For kids who are natural runners or who play sports that involve a lot of running, jogging a mile isn't that difficult. For those who aren't and don't, it can feel like torture. Struggling to run a mile, especially when it's being used as a measure of your fitness, can make you feel like like an out-of-shape failure.

That is, until you find out that the obviously in-shape Olympic track star Gabby Thomas also struggles to run a full mile.


In an interview talking about her training, Thomas explained that she only runs a mile once a year and it's tough for her.

"The furthest I will run is one mile," Thomas shared in an interview on the TODAY Show. "We do a mile in the fall. It's a gut check. So we do it to tap into your mental side—can you finish a mile? And I know it's funny because for you guys, you're like, 'Oh, a mile.' No, it's really difficult for us."

@todayshow

Gabby Thomas may be one of the fastest women in the world, but she doesn't run more than a mile! The 3x Olympic gold medalist shared why training is different for sprinters. 🥇 #TODAYShow

@todayshow

Gabby Thomas may be one of the fastest women in the world, but she doesn't run more than a mile! The 3x Olympic gold medalist shared why training is different for sprinters. 🥇 #TODAYShow

Let's let that sink in. This woman is a professional runner. She ran her way to three gold medals at the 2024 Paris Olympics. Not only does Gabby Thomas only run a full mile once a year, but it's literally a physical and mental test for her to do it.
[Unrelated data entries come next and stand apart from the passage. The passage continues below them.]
//! Domain-level errors (no external dependencies)

use thiserror::Error;

use crate::domain::DocumentId;

/// Domain errors are raised by document hosts and never abort a pruning batch.
/// Callers log them and count the affected lookup as zero removals.
#[derive(Error, Debug, Clone, PartialEq, Eq)]
pub enum DomainError {
    #[error("invalid selector {selector:?}: {reason}")]
    InvalidSelector { selector: String, reason: String },

    #[error("unknown document: {0}")]
    UnknownDocument(DocumentId),
}

/// Result type for domain operations.
pub type DomainResult<T> = Result<T, DomainError>;
//! CLI-level errors (wraps infrastructure errors)

use thiserror::Error;

use crate::application::ApplicationError;
use crate::infrastructure::InfraError;

/// CLI errors are the top-level error type.
/// These are what get displayed to the user.
#[derive(Error, Debug)]
pub enum CliError {
    #[error("{0}")]
    Infra(#[from] InfraError),

    #[error("invalid arguments: {0}")]
    InvalidArgs(String),

    #[error("{0}")]
    Usage(String),
}

impl From<ApplicationError> for CliError {
    fn from(e: ApplicationError) -> Self {
        CliError::Infra(InfraError::Application(e))
    }
}

/// Result type for CLI operations.
pub type CliResult<T> = Result<T, CliError>;

impl CliError {
    /// Get the appropriate exit code for this error.
    pub fn exit_code(&self) -> i32 {
        match self {
            CliError::InvalidArgs(_) | CliError::Usage(_) => crate::exitcode::USAGE,
            CliError::Infra(e) => match e {
                InfraError::Io { source, .. } if source.kind() == std::io::ErrorKind::NotFound => {
                    crate::exitcode::NOINPUT
                }
                InfraError::Io { .. } => crate::exitcode::IOERR,
                InfraError::Bundle { .. } | InfraError::PageLoad { .. } => crate::exitcode::DATAERR,
                InfraError::Application(ApplicationError::Config { .. }) => crate::exitcode::CONFIG,
                InfraError::Application(_) => crate::exitcode::SOFTWARE,
            },
        }
    }
}

#[cfg(test)]
mod tests {
    use super::*;

    #[test]
    fn given_missing_input_when_mapping_then_noinput() {
        let err = CliError::from(InfraError::io(
            "open bundle.toml",
            std::io::Error::new(std::io::ErrorKind::NotFound, "missing"),
        ));
        assert_eq!(err.exit_code(), crate::exitcode::NOINPUT);
    }

    #[test]
    fn given_config_error_when_mapping_then_config() {
        let err = CliError::from(ApplicationError::Config {
            message: "bad".into(),
        });
        assert_eq!(err.exit_code(), crate::exitcode::CONFIG);
    }
}
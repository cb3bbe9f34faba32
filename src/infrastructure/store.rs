//! Selector store implementations.
//!
//! The engine only ever reads the store. [`JsonFileStore`] reads a JSON object
//! mapping keys to string lists, e.g. `{"selectors": [".ad", "iframe#c .x"]}`.

use std::collections::HashMap;
use std::path::{Path, PathBuf};
use std::sync::Arc;

use serde_json::Value;
use tracing::{debug, instrument};

use crate::application::{ApplicationError, ApplicationResult};
use crate::infrastructure::traits::{FileSystem, SelectorStore};

/// Store backed by a JSON file. A missing file holds no entries.
pub struct JsonFileStore {
    path: PathBuf,
    fs: Arc<dyn FileSystem>,
}

impl JsonFileStore {
    pub fn new(path: impl Into<PathBuf>, fs: Arc<dyn FileSystem>) -> Self {
        Self {
            path: path.into(),
            fs,
        }
    }

    pub fn path(&self) -> &Path {
        &self.path
    }
}

impl SelectorStore for JsonFileStore {
    #[instrument(level = "debug", skip(self), fields(path = %self.path.display()))]
    fn read(&self, key: &str) -> ApplicationResult<Option<Vec<String>>> {
        if !self.fs.exists(&self.path) {
            debug!("store file absent");
            return Ok(None);
        }
        let content = self
            .fs
            .read_to_string(&self.path)
            .map_err(|e| ApplicationError::OperationFailed {
                context: format!("read selector store {}", self.path.display()),
                source: Box::new(e),
            })?;
        let root: Value = serde_json::from_str(&content).map_err(|e| ApplicationError::Store {
            message: format!("{}: {}", self.path.display(), e),
        })?;

        match root.get(key) {
            None | Some(Value::Null) => Ok(None),
            Some(Value::Array(items)) => items
                .iter()
                .map(|item| match item {
                    Value::String(s) => Ok(s.clone()),
                    other => Err(ApplicationError::Store {
                        message: format!("{key}: expected string, found {other}"),
                    }),
                })
                .collect::<ApplicationResult<Vec<String>>>()
                .map(Some),
            Some(other) => Err(ApplicationError::Store {
                message: format!("{key}: expected list of strings, found {other}"),
            }),
        }
    }
}

/// In-memory store.
#[derive(Debug, Default, Clone)]
pub struct MemoryStore {
    entries: HashMap<String, Vec<String>>,
}

impl MemoryStore {
    pub fn new() -> Self {
        Self::default()
    }

    pub fn with_entry<S: AsRef<str>>(mut self, key: &str, selectors: &[S]) -> Self {
        self.insert(key, selectors);
        self
    }

    pub fn insert<S: AsRef<str>>(&mut self, key: &str, selectors: &[S]) {
        self.entries.insert(
            key.to_string(),
            selectors.iter().map(|s| s.as_ref().to_string()).collect(),
        );
    }
}

impl SelectorStore for MemoryStore {
    fn read(&self, key: &str) -> ApplicationResult<Option<Vec<String>>> {
        Ok(self.entries.get(key).cloned())
    }
}

#[cfg(test)]
mod tests {
    use super::*;
    use crate::infrastructure::traits::RealFileSystem;
    use tempfile::TempDir;

    fn store_with(content: &str) -> (TempDir, JsonFileStore) {
        let dir = TempDir::new().unwrap();
        let path = dir.path().join("selectors.json");
        std::fs::write(&path, content).unwrap();
        let store = JsonFileStore::new(path, Arc::new(RealFileSystem));
        (dir, store)
    }

    #[test]
    fn given_json_object_when_reading_key_then_returns_list() {
        let (_dir, store) = store_with(r#"{"selectors": [".ad", "iframe#c .x"]}"#);

        let result = store.read("selectors").unwrap();

        assert_eq!(result, Some(vec![".ad".to_string(), "iframe#c .x".to_string()]));
    }

    #[test]
    fn given_missing_file_when_reading_then_returns_none() {
        let dir = TempDir::new().unwrap();
        let store = JsonFileStore::new(dir.path().join("nope.json"), Arc::new(RealFileSystem));

        assert_eq!(store.read("selectors").unwrap(), None);
    }

    #[test]
    fn given_malformed_json_when_reading_then_returns_store_error() {
        let (_dir, store) = store_with("{not json");

        let result = store.read("selectors");

        assert!(matches!(result, Err(ApplicationError::Store { .. })));
    }

    #[test]
    fn given_non_string_item_when_reading_then_returns_store_error() {
        let (_dir, store) = store_with(r#"{"selectors": [".ad", 3]}"#);

        assert!(store.read("selectors").is_err());
        assert_eq!(store.read("other").unwrap(), None);
    }
}
//! Colored terminal output for command results
//!
//! `colored` honors NO_COLOR, CLICOLOR and CLICOLOR_FORCE.

use std::fmt::Display;
use std::path::Path;

use colored::Colorize;

const LABEL_WIDTH: usize = 16;

/// Error line on stderr.
pub fn error(msg: &(impl Display + ?Sized)) {
    eprintln!("{}: {}", "error".red().bold(), msg);
}

pub fn warning(msg: &(impl Display + ?Sized)) {
    eprintln!("{}: {}", "warning".yellow(), msg);
}

/// Closing line of a command, e.g. the total removed.
pub fn success(msg: &(impl Display + ?Sized)) {
    println!("{} {}", "✓".green(), msg);
}

pub fn section(title: &str) {
    println!("{}", title.cyan().bold());
}

/// One `label value` row under a section, labels padded to a column.
pub fn row(label: &str, value: &(impl Display + ?Sized)) {
    println!("  {} {}", format!("{label:<LABEL_WIDTH$}").green(), value);
}

pub fn written(path: &Path) {
    println!("{} {}", "wrote".green(), path.display());
}

/// Unstyled data such as frame trees and TOML.
pub fn data(content: &(impl Display + ?Sized)) {
    println!("{}", content);
}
She's also not alone. Usain Bolt's agent shared that the famous Jamaican who has held the "fastest man alive" title for 15 years has never run a mile all at once. Arguably the most famous track star of a generation, and he's never run a mile? Incredible.
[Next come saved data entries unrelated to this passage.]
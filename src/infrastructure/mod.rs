//! Infrastructure layer: I/O implementations, the page host and DI container
//!
//! This layer implements I/O boundary traits and wires up services.

pub mod bundle;
pub mod di;
pub mod error;
pub mod page;
pub mod store;
pub mod traits;

pub use error::{InfraError, InfraResult};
Does this put a whole new spin on the middle school shame some of us felt at not being able to run the whole mile, or what? Like maybe running a mile is not a great way to evaluate fitness for everyone? Maybe it's possible to be in peak physical condition and still struggle to run a mile?

Not that most of us are in Gabby Thomas's shape either, of course, but the point stands that there are many different ways to be fit. Sprinting is basically HIIT (high-intensity interval training) exercise—exerting fully for short bursts rather than keeping your exertion at a moderate level for a longer period of time—which has become all the rage in the fitness world. The idea that someone should be able to run steadily for any specific distance in a certain amount of time is an awfully narrow box to put people into.

In fact, I'd argue that running a mile is as arbitrary as expecting someone to be able to bend over and put your hands flat on the ground or be able to dunk a basketball or other feats that some people can naturally do easily while others can't. Yes, most people can train to run a mile, but why do that if it's not something you actually want to do and when there are so many other ways to be fit? Our bodies are not the same, the ways we use our bodies are not the same, and using any specific ability to evaluate of physically healthy someone is will always miss the mark for many.

Imagine how many kids who had a hard time running the mile in school told themselves they just weren't runners or weren't athletic? How many internalized the message that their bodies weren't capable when they might have been quick sprinters or agile tennis players or powerful shot putters or good dancers? The point of physical fitness is to move your body, and there are so many ways to do that that don't involve running a mile or more.

If even Olympic medalist runners struggle to run a mile, it can't be that important. Take that, middle school gym class.